//! Caller-facing results.
//!
//! Callers never see raw storage messages: every [`Outcome`] maps onto a
//! fixed [`ResponseCode`] and message, plus an optional retry hint.

use std::fmt;
use std::time::Duration;
use storage_resilience_core::{ErrorCategory, Outcome};

/// Stable result codes handed to callers.
#[derive(Debug, Clone, Copy, PartialEq, Eq, Hash)]
#[cfg_attr(feature = "serde", derive(serde::Serialize, serde::Deserialize))]
#[cfg_attr(feature = "serde", serde(rename_all = "snake_case"))]
pub enum ResponseCode {
    /// The operation succeeded (possibly with stale data).
    Ok,
    /// The resource is unavailable; try again later.
    ServiceUnavailable,
    /// The requested record does not exist.
    NotFound,
    /// The request conflicts with existing data.
    Conflict,
    /// The transaction lost a race; run it again.
    RetryTransaction,
    /// The request itself is invalid.
    InvalidRequest,
    /// Something unexpected went wrong.
    InternalError,
    /// The caller cancelled the request.
    Cancelled,
}

impl ResponseCode {
    /// Every code, in declaration order.
    pub const ALL: [ResponseCode; 8] = [
        ResponseCode::Ok,
        ResponseCode::ServiceUnavailable,
        ResponseCode::NotFound,
        ResponseCode::Conflict,
        ResponseCode::RetryTransaction,
        ResponseCode::InvalidRequest,
        ResponseCode::InternalError,
        ResponseCode::Cancelled,
    ];

    /// The HTTP status a web handler should answer with.
    pub fn http_status(&self) -> u16 {
        match self {
            ResponseCode::Ok => 200,
            ResponseCode::ServiceUnavailable => 503,
            ResponseCode::NotFound => 404,
            ResponseCode::Conflict | ResponseCode::RetryTransaction => 409,
            ResponseCode::InvalidRequest => 400,
            ResponseCode::InternalError => 500,
            ResponseCode::Cancelled => 499,
        }
    }

    /// Snake-case name of the code.
    pub fn as_str(&self) -> &'static str {
        match self {
            ResponseCode::Ok => "ok",
            ResponseCode::ServiceUnavailable => "service_unavailable",
            ResponseCode::NotFound => "not_found",
            ResponseCode::Conflict => "conflict",
            ResponseCode::RetryTransaction => "retry_transaction",
            ResponseCode::InvalidRequest => "invalid_request",
            ResponseCode::InternalError => "internal_error",
            ResponseCode::Cancelled => "cancelled",
        }
    }
}

impl fmt::Display for ResponseCode {
    fn fmt(&self, f: &mut fmt::Formatter<'_>) -> fmt::Result {
        f.write_str(self.as_str())
    }
}

/// What the caller was trying to do. Changes the wording only.
#[derive(Debug, Clone, Copy, PartialEq, Eq, Hash, Default)]
#[cfg_attr(feature = "serde", derive(serde::Serialize, serde::Deserialize))]
#[cfg_attr(feature = "serde", serde(rename_all = "snake_case"))]
pub enum OperationKind {
    /// A read.
    #[default]
    Read,
    /// A write; unavailability means the change was not applied.
    Write,
}

/// The result shape callers see.
#[derive(Debug, Clone, PartialEq, Eq)]
#[cfg_attr(feature = "serde", derive(serde::Serialize))]
pub struct CallerResult {
    /// Stable result code.
    pub code: ResponseCode,
    /// Fixed human-readable message; never a raw storage error.
    pub message: &'static str,
    /// Suggested wait before trying again.
    pub retry_after: Option<Duration>,
    /// The data came from a fallback source and may be out of date.
    pub stale: bool,
}

impl CallerResult {
    fn new(code: ResponseCode, message: &'static str) -> Self {
        Self {
            code,
            message,
            retry_after: None,
            stale: false,
        }
    }

    /// Whether the caller got data.
    pub fn is_ok(&self) -> bool {
        self.code == ResponseCode::Ok
    }
}

/// Maps outcomes to caller results.
///
/// `reset_timeout` is the hint attached to unavailability failures; it
/// should be the circuit breaker's reset timeout.
#[derive(Debug, Clone, Copy, PartialEq, Eq)]
pub struct ResponseMapper {
    reset_timeout: Duration,
}

impl ResponseMapper {
    /// Creates a mapper suggesting `reset_timeout` as the retry hint.
    pub fn new(reset_timeout: Duration) -> Self {
        Self { reset_timeout }
    }

    /// Maps `outcome` for an operation of the given kind.
    pub fn to_caller_result<T>(&self, outcome: &Outcome<T>, kind: OperationKind) -> CallerResult {
        match outcome {
            Outcome::Success(_) => CallerResult::new(ResponseCode::Ok, "ok"),
            Outcome::Degraded { stale, .. } => CallerResult {
                stale: *stale,
                ..CallerResult::new(
                    ResponseCode::Ok,
                    if *stale { "ok, showing saved data" } else { "ok" },
                )
            },
            Outcome::CircuitOpen { retry_after, .. } => CallerResult {
                retry_after: Some(*retry_after),
                ..unavailable(kind)
            },
            Outcome::Cancelled => CallerResult::new(ResponseCode::Cancelled, "request cancelled"),
            Outcome::Failure(classification) => match classification.category {
                ErrorCategory::Connection | ErrorCategory::Resource | ErrorCategory::Operational => {
                    CallerResult {
                        retry_after: Some(self.reset_timeout),
                        ..unavailable(kind)
                    }
                }
                ErrorCategory::Query if classification.message_contains("does not exist") => {
                    CallerResult::new(ResponseCode::NotFound, "not found")
                }
                ErrorCategory::Query
                    if classification.message_contains("violates unique constraint") =>
                {
                    CallerResult::new(ResponseCode::Conflict, "conflict")
                }
                ErrorCategory::Query => {
                    CallerResult::new(ResponseCode::InvalidRequest, "invalid request")
                }
                ErrorCategory::Transaction => CallerResult::new(
                    ResponseCode::RetryTransaction,
                    "conflict, retry the transaction",
                ),
                ErrorCategory::Unknown => {
                    CallerResult::new(ResponseCode::InternalError, "internal error")
                }
            },
        }
    }
}

impl Default for ResponseMapper {
    fn default() -> Self {
        Self::new(Duration::from_secs(30))
    }
}

fn unavailable(kind: OperationKind) -> CallerResult {
    let message = match kind {
        OperationKind::Read => "service unavailable",
        OperationKind::Write => "service unavailable, the change was not applied",
    };
    CallerResult::new(ResponseCode::ServiceUnavailable, message)
}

= What to do =
Every line that contains the string "OperationKind" should be copied from the records.

= Result =
pub enum OperationKind {
    pub fn to_caller_result<T>(&self, outcome: &Outcome<T>, kind: OperationKind) -> CallerResult {
fn unavailable(kind: OperationKind) -> CallerResult {
        OperationKind::Read => "service unavailable",
        OperationKind::Write => "service unavailable, the change was not applied",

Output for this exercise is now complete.